El alimento de la conciencia son los valores. Si las ideologías llevan al odio y el enfrentamiento, a la dominación y la violencia, a la sed insaciable, en suma, de poder, es en los valores donde nos encontraremos. Primero e imprescindiblemente a nosotros mismos después, y no menos imprescindiblemente, con los otros, nuestros semejantes. Pero ¿Hasta qué punto no nos hemos alejado de los valores? Debemos recorrer un largo trecho si queremos  poner en el centro del nuevo mundo los pilares que lo sustenten. Estos pilares han de ser bien sólidos para que ninguna bala los atraviese, si son inmateriales no podrán horadarse.
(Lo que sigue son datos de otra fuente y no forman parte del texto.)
//! Heap allocation counters.
//!
//! [`CountingAllocator`] wraps a [`GlobalAlloc`] and counts allocations and
//! allocated bytes in process-wide atomics. A benchmark binary installs it:
//!
//! ```ignore
//! use std::alloc::System;
//! use timekeep::bench::CountingAllocator;
//!
//! #[global_allocator]
//! static GLOBAL: CountingAllocator<System> = CountingAllocator::new(System);
//! ```
//!
//! The calibrator reads counters through [`AllocSource`], so without the
//! allocator installed the counters stay at zero and every delta is zero.
//! Counters only grow; frees are not subtracted. A `realloc` counts as one
//! allocation of its full new size, regardless of the old size.

#![allow(unsafe_code)]

use std::alloc::{GlobalAlloc, Layout};
use std::sync::atomic::{AtomicU64, Ordering};

static ALLOC_COUNT: AtomicU64 = AtomicU64::new(0);
static ALLOC_BYTES: AtomicU64 = AtomicU64::new(0);

/// Allocator wrapper that counts allocations.
#[derive(Debug, Default)]
pub struct CountingAllocator<A> {
    inner: A,
}

impl<A> CountingAllocator<A> {
    /// Wraps `inner`.
    pub const fn new(inner: A) -> Self {
        Self { inner }
    }
}

#[inline]
fn record(size: usize) {
    ALLOC_COUNT.fetch_add(1, Ordering::Relaxed);
    ALLOC_BYTES.fetch_add(size as u64, Ordering::Relaxed);
}

// SAFETY: every method forwards to the wrapped allocator with the caller's
// arguments unchanged; counting touches only atomics and never allocates.
unsafe impl<A: GlobalAlloc> GlobalAlloc for CountingAllocator<A> {
    unsafe fn alloc(&self, layout: Layout) -> *mut u8 {
        record(layout.size());
        unsafe { self.inner.alloc(layout) }
    }

    unsafe fn alloc_zeroed(&self, layout: Layout) -> *mut u8 {
        record(layout.size());
        unsafe { self.inner.alloc_zeroed(layout) }
    }

    unsafe fn dealloc(&self, ptr: *mut u8, layout: Layout) {
        unsafe { self.inner.dealloc(ptr, layout) }
    }

    unsafe fn realloc(&self, ptr: *mut u8, layout: Layout, new_size: usize) -> *mut u8 {
        record(new_size);
        unsafe { self.inner.realloc(ptr, layout, new_size) }
    }
}

/// Snapshot of allocation counters.
#[derive(Debug, Clone, Copy, PartialEq, Eq, Default)]
pub struct AllocSnapshot {
    /// Number of allocations so far.
    pub allocs: u64,
    /// Bytes allocated so far.
    pub bytes: u64,
}

impl AllocSnapshot {
    /// Allocations made since `before`.
    #[must_use]
    pub fn allocs_since(&self, before: &Self) -> u64 {
        self.allocs.saturating_sub(before.allocs)
    }

    /// Bytes allocated since `before`.
    #[must_use]
    pub fn bytes_since(&self, before: &Self) -> u64 {
        self.bytes.saturating_sub(before.bytes)
    }
}

/// Source of cumulative allocation counters.
pub trait AllocSource: std::fmt::Debug {
    /// Reads the current counters.
    fn snapshot(&self) -> AllocSnapshot;
}

/// Reads the counters maintained by [`CountingAllocator`].
#[derive(Debug, Clone, Copy, Default)]
pub struct GlobalAllocCounters;

impl AllocSource for GlobalAllocCounters {
    fn snapshot(&self) -> AllocSnapshot {
        AllocSnapshot {
            allocs: ALLOC_COUNT.load(Ordering::SeqCst),
            bytes: ALLOC_BYTES.load(Ordering::SeqCst),
        }
    }
}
La frugalidad debe sustituir al consumo, quien necesita poco es más libre. El salariado abolido por el trabajo libre asociado, puesto que el salariado nos embrutece y nos resta vida. La propiedad privada concentrada deviene siempre en codicia, en falta de equidad, el medio es nuestra morada nos serviremos frugalmente de él y le deberemos servicio, su gestión debe ser comunal, sin eludir ni delegar responsabilidades. La libertad de conciencia no debe ser asediada por aparatos propagandísticos de ningún signo, la libertad de expresión es la forma natural de intercambio de ideas.
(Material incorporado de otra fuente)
//! Single-slot delivery channel.
//!
//! Timers hand their fire time to consumers through a one-value slot. The
//! sending side never blocks: if the previous value has not been read yet,
//! [`DeliverySender::try_send`] gives the new value back and the caller drops
//! it. This keeps the scheduling loop from stalling on a slow or absent
//! consumer.
//!
//! ```text
//!   scheduling loop                         consumer
//!        │                                     │
//!        │── try_send(t1) ──► [ t1 ]           │
//!        │── try_send(t2) ──► [ t1 ]  Full(t2) │   (t2 dropped)
//!        │                    [    ] ◄── recv()├── t1
//! ```
//!
//! Closing is not modelled: stopping a timer leaves the channel open, so a
//! consumer sees "no value" rather than a disconnection.

use parking_lot::{Condvar, Mutex};
use std::sync::Arc;
use std::time::{Duration, Instant};

/// Error returned by [`DeliverySender::try_send`].
#[derive(Debug, Clone, Copy, PartialEq, Eq)]
pub enum TrySendError<T> {
    /// The slot already holds an unread value.
    Full(T),
}

impl<T> std::fmt::Display for TrySendError<T> {
    fn fmt(&self, f: &mut std::fmt::Formatter<'_>) -> std::fmt::Result {
        match self {
            Self::Full(_) => write!(f, "delivery slot is full"),
        }
    }
}

impl<T: std::fmt::Debug> std::error::Error for TrySendError<T> {}

impl<T> TrySendError<T> {
    /// Returns the value that could not be delivered.
    pub fn into_inner(self) -> T {
        match self {
            Self::Full(value) => value,
        }
    }
}

/// Error returned by [`DeliveryReceiver::recv_timeout`].
#[derive(Debug, Clone, Copy, PartialEq, Eq, thiserror::Error)]
pub enum RecvTimeoutError {
    /// No value arrived before the timeout.
    #[error("timed out waiting for a delivery")]
    Timeout,
}

#[derive(Debug)]
struct Slot<T> {
    value: Mutex<Option<T>>,
    ready: Condvar,
}

/// Creates a single-slot delivery channel.
#[must_use]
pub fn delivery_channel<T>() -> (DeliverySender<T>, DeliveryReceiver<T>) {
    let slot = Arc::new(Slot {
        value: Mutex::new(None),
        ready: Condvar::new(),
    });
    (
        DeliverySender {
            slot: Arc::clone(&slot),
        },
        DeliveryReceiver { slot },
    )
}

/// Sending half of a delivery channel.
#[derive(Debug)]
pub struct DeliverySender<T> {
    slot: Arc<Slot<T>>,
}

impl<T> Clone for DeliverySender<T> {
    fn clone(&self) -> Self {
        Self {
            slot: Arc::clone(&self.slot),
        }
    }
}

impl<T> DeliverySender<T> {
    /// Stores `value` if the slot is empty.
    ///
    /// # Errors
    ///
    /// Returns [`TrySendError::Full`] with the value if the slot is occupied.
    pub fn try_send(&self, value: T) -> Result<(), TrySendError<T>> {
        let mut slot = self.slot.value.lock();
        if slot.is_some() {
            return Err(TrySendError::Full(value));
        }
        *slot = Some(value);
        drop(slot);
        self.slot.ready.notify_one();
        Ok(())
    }
}

/// Receiving half of a delivery channel.
#[derive(Debug)]
pub struct DeliveryReceiver<T> {
    slot: Arc<Slot<T>>,
}

impl<T> DeliveryReceiver<T> {
    /// Takes the value if one is waiting.
    #[must_use]
    pub fn try_recv(&self) -> Option<T> {
        self.slot.value.lock().take()
    }

    /// Blocks until a value is delivered.
    pub fn recv(&self) -> T {
        let mut slot = self.slot.value.lock();
        loop {
            if let Some(value) = slot.take() {
                return value;
            }
            self.slot.ready.wait(&mut slot);
        }
    }

    /// Blocks until a value is delivered or `timeout` passes.
    ///
    /// # Errors
    ///
    /// Returns [`RecvTimeoutError::Timeout`] if nothing arrived in time.
    pub fn recv_timeout(&self, timeout: Duration) -> Result<T, RecvTimeoutError> {
        let mut slot = self.slot.value.lock();
        if let Some(value) = slot.take() {
            return Ok(value);
        }
        // A timeout past the end of `Instant` is an unbounded wait.
        let Some(deadline) = Instant::now().checked_add(timeout) else {
            drop(slot);
            return Ok(self.recv());
        };
        loop {
            if let Some(value) = slot.take() {
                return Ok(value);
            }
            if self.slot.ready.wait_until(&mut slot, deadline).timed_out() {
                return slot.take().ok_or(RecvTimeoutError::Timeout);
            }
        }
    }

    /// Returns true if no value is waiting.
    #[must_use]
    pub fn is_empty(&self) -> bool {
        self.slot.value.lock().is_none()
    }
}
Este breve esbozo apunta hacia la libertad, pero no es más que un breve esbozo que nos sitúa en un ideal deseable, para acercarnos a él la tarea está por hacer. Por más que, por el momento, ese ideal se nos antoje inalcanzable en nuestras manos está el comenzar hoy, ya. Alimentemos la conciencia, hablemos de valores, centrémonos en el acopio de virtudes y desdeñemos los disvalores que el sistema nos impone.


Si hay un porvenir, su materia prima es un sujeto que, consciente de sí, moldea un barro primordial: la construcción de una ética que subvierta la ferocidad depredadora del sistema vigente.